Prompt: Each line of the data below that includes the string "workers" must be copied.

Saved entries
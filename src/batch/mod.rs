//! Batch processing over many files.
//!
//! Items run on a bounded pool of blocking workers. Each item ends in exactly
//! one of [`Summary::succeeded`] or [`Summary::failed`], including items
//! whose worker panicked; a failure never stops the remaining items.
//!
//! Progress and per-item results are published as [`BatchEvent`]s over a
//! `flume` channel. Item results are published in input order.

use std::fs;
use std::io;
use std::path::{Path, PathBuf};
use std::sync::Arc;
use std::time::{Duration, Instant};

use flume::Sender;
use hashbrown::HashSet;
use tokio::sync::Semaphore;
use tokio::task::JoinSet;
use tracing::{debug, info, warn};

use crate::container::{Completed, ContainerError, DecryptRequest, EncryptRequest, decrypt_file, encrypt_file, read_header};
use crate::secret::Password;
use crate::types::{ProcessorMode, Progress};

mod buffer;
mod progress;

pub use buffer::Buffer;
pub use progress::{ItemProgress, Snapshot, Throughput};

/// One unit of work.
#[derive(Debug, Clone)]
pub enum Job {
    Encrypt(EncryptRequest),
    Decrypt(DecryptRequest),
}

impl Job {
    pub fn input(&self) -> &Path {
        match self {
            Self::Encrypt(request) => &request.input,
            Self::Decrypt(request) => &request.input,
        }
    }

    pub fn mode(&self) -> ProcessorMode {
        match self {
            Self::Encrypt(_) => ProcessorMode::Encrypt,
            Self::Decrypt(_) => ProcessorMode::Decrypt,
        }
    }

    pub fn run(&self, password: &Password, progress: Option<&dyn Progress>) -> Result<Completed, ContainerError> {
        match self {
            Self::Encrypt(request) => encrypt_file(request, password, progress),
            Self::Decrypt(request) => decrypt_file(request, password, progress),
        }
    }

    /// Plaintext bytes this job is expected to process.
    fn expected_bytes(&self) -> u64 {
        let on_disk = || fs::metadata(self.input()).map_or(0, |meta| meta.len());

        match self {
            Self::Encrypt(_) => on_disk(),
            Self::Decrypt(request) => read_header(&request.input).map_or_else(|_| on_disk(), |header| header.original_length()),
        }
    }
}

/// Notification published while a batch runs.
#[derive(Debug, Clone)]
pub enum BatchEvent {
    Started { items: usize, total_bytes: u64 },
    Progress(Snapshot),
    Succeeded { index: usize, completed: Completed },
    Failed { index: usize, input: PathBuf, reason: String },
}

#[derive(Debug)]
pub struct Failure {
    pub index: usize,
    pub input: PathBuf,
    pub error: ContainerError,
}

impl Failure {
    /// First line of the error message.
    pub fn reason(&self) -> String {
        first_line(&self.error)
    }
}

/// Outcome of a batch, both lists ordered by input index.
#[derive(Debug, Default)]
pub struct Summary {
    pub succeeded: Vec<(usize, Completed)>,
    pub failed: Vec<Failure>,
    pub elapsed: Duration,
}

impl Summary {
    #[inline]
    pub fn total(&self) -> usize {
        self.succeeded.len() + self.failed.len()
    }

    #[inline]
    pub fn is_success(&self) -> bool {
        self.failed.is_empty()
    }

    /// Moves a failed item to the succeeded list after a later successful
    /// attempt. Returns `false` if `index` was not a failure.
    pub fn recover(&mut self, index: usize, completed: Completed) -> bool {
        let Some(pos) = self.failed.iter().position(|failure| failure.index == index) else {
            return false;
        };

        self.failed.remove(pos);
        let at = self.succeeded.partition_point(|(idx, _)| *idx < index);
        self.succeeded.insert(at, (index, completed));
        true
    }
}

/// Runs jobs with a shared password on a bounded worker pool.
pub struct Batch {
    password: Arc<Password>,
    workers: usize,
}

impl Batch {
    pub fn new(password: Arc<Password>, workers: usize) -> Self {
        Self { password, workers: workers.max(1) }
    }

    pub async fn run(&self, jobs: Vec<Job>, events: Option<Sender<BatchEvent>>) -> Summary {
        let started = Instant::now();
        let expected: Vec<u64> = jobs.iter().map(Job::expected_bytes).collect();
        let inputs: Vec<PathBuf> = jobs.iter().map(|job| job.input().to_path_buf()).collect();

        let tracker = Arc::new(Throughput::new(expected.iter().sum()));
        emit(events.as_ref(), BatchEvent::Started { items: jobs.len(), total_bytes: tracker.snapshot().total_bytes });

        debug!(items = jobs.len(), workers = self.workers, "starting batch");

        let semaphore = Arc::new(Semaphore::new(self.workers));
        let mut outstanding: HashSet<usize> = (0..jobs.len()).collect();
        let mut set = JoinSet::new();

        for (index, (job, expected)) in jobs.into_iter().zip(expected).enumerate() {
            let semaphore = Arc::clone(&semaphore);
            let password = Arc::clone(&self.password);
            let item = ItemProgress::new(Arc::clone(&tracker), events.clone());

            set.spawn(async move {
                let Ok(_permit) = semaphore.acquire_owned().await else {
                    return (index, Err(ContainerError::Io(io::Error::other("worker pool closed"))));
                };

                let outcome = tokio::task::spawn_blocking(move || {
                    let result = job.run(&password, Some(&item));
                    item.top_up(expected);
                    result
                })
                .await;

                (index, outcome.unwrap_or_else(|err| Err(ContainerError::Io(io::Error::other(format!("worker panicked: {err}"))))))
            });
        }

        let mut summary = Summary::default();
        let mut buffer = Buffer::new(0);

        while let Some(joined) = set.join_next().await {
            let Ok((index, result)) = joined else {
                warn!("batch task was aborted");
                continue;
            };

            outstanding.remove(&index);
            for (index, result) in buffer.add(index, (index, result)) {
                record(&mut summary, events.as_ref(), index, &inputs[index], result);
            }
        }

        let mut orphaned: Vec<usize> = outstanding.into_iter().collect();
        orphaned.sort_unstable();
        for index in orphaned {
            let result = Err(ContainerError::Io(io::Error::other("worker stopped before reporting")));
            for (index, result) in buffer.add(index, (index, result)) {
                record(&mut summary, events.as_ref(), index, &inputs[index], result);
            }
        }

        for (index, result) in buffer.flush() {
            record(&mut summary, events.as_ref(), index, &inputs[index], result);
        }

        summary.elapsed = started.elapsed();
        info!(succeeded = summary.succeeded.len(), failed = summary.failed.len(), elapsed = ?summary.elapsed, "batch finished");
        summary
    }
}

fn record(summary: &mut Summary, events: Option<&Sender<BatchEvent>>, index: usize, input: &Path, result: Result<Completed, ContainerError>) {
    match result {
        Ok(completed) => {
            emit(events, BatchEvent::Succeeded { index, completed: completed.clone() });
            summary.succeeded.push((index, completed));
        }
        Err(error) => {
            warn!(input = %input.display(), error = %error, "item failed");
            emit(events, BatchEvent::Failed { index, input: input.to_path_buf(), reason: first_line(&error) });
            summary.failed.push(Failure { index, input: input.to_path_buf(), error });
        }
    }
}

#[inline]
fn emit(events: Option<&Sender<BatchEvent>>, event: BatchEvent) {
    if let Some(events) = events {
        let _ = events.send(event);
    }
}

fn first_line(error: &ContainerError) -> String {
    error.to_string().lines().next().unwrap_or_default().to_owned()
}

#[cfg(test)]
mod tests {
    use tempfile::TempDir;

    use super::*;
    use crate::types::VariantChoice;

    fn encrypt_job(input: PathBuf) -> Job {
        Job::Encrypt(EncryptRequest { input, output: None, variant: VariantChoice::Auto, chunk_size: 4096, hint: None, obscure_name: false })
    }

    #[tokio::test(flavor = "multi_thread")]
    async fn test_batch_continues_past_failure() {
        let dir = TempDir::new().unwrap();
        let mut jobs = Vec::new();
        for i in 0..4 {
            let input = dir.path().join(format!("file{i}.txt"));
            fs::write(&input, vec![i as u8; 5000]).unwrap();
            jobs.push(encrypt_job(input));
        }
        fs::write(dir.path().join("file1.txt.lbx"), b"occupied").unwrap();

        let (tx, rx) = flume::unbounded();
        let batch = Batch::new(Arc::new(Password::new("correct horse")), 2);
        let summary = batch.run(jobs, Some(tx)).await;

        assert_eq!(summary.total(), 4);
        assert_eq!(summary.succeeded.iter().map(|(idx, _)| *idx).collect::<Vec<_>>(), vec![0, 2, 3]);
        assert_eq!(summary.failed.len(), 1);
        assert_eq!(summary.failed[0].index, 1);
        assert!(matches!(summary.failed[0].error, ContainerError::DestinationExists(_)));

        let items: Vec<usize> = rx
            .drain()
            .filter_map(|event| match event {
                BatchEvent::Succeeded { index, .. } | BatchEvent::Failed { index, .. } => Some(index),
                _ => None,
            })
            .collect();
        assert_eq!(items, vec![0, 1, 2, 3]);
    }

    #[tokio::test]
    async fn test_missing_input_is_counted() {
        let dir = TempDir::new().unwrap();
        let batch = Batch::new(Arc::new(Password::new("correct horse")), 1);
        let summary = batch.run(vec![encrypt_job(dir.path().join("absent.txt"))], None).await;

        assert_eq!(summary.succeeded.len(), 0);
        assert_eq!(summary.failed.len(), 1);
        assert!(matches!(summary.failed[0].error, ContainerError::Io(_)));
    }

    #[test]
    fn test_recover_keeps_order() {
        let completed = |name: &str| Completed { input: PathBuf::from(name), output: PathBuf::from(name), variant: crate::types::Variant::File, bytes: 1 };
        let mut summary = Summary {
            succeeded: vec![(0, completed("a")), (2, completed("c"))],
            failed: vec![Failure { index: 1, input: PathBuf::from("b"), error: ContainerError::AuthenticationFailed }],
            elapsed: Duration::ZERO,
        };

        assert!(summary.recover(1, completed("b")));
        assert!(!summary.recover(1, completed("b")));
        assert_eq!(summary.succeeded.iter().map(|(idx, _)| *idx).collect::<Vec<_>>(), vec![0, 1, 2]);
        assert!(summary.is_success());
    }
}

Worked solution:
//! Items run on a bounded pool of blocking workers. Each item ends in exactly
    workers: usize,
    pub fn new(password: Arc<Password>, workers: usize) -> Self {
        Self { password, workers: workers.max(1) }
        debug!(items = jobs.len(), workers = self.workers, "starting batch");
        let semaphore = Arc::new(Semaphore::new(self.workers));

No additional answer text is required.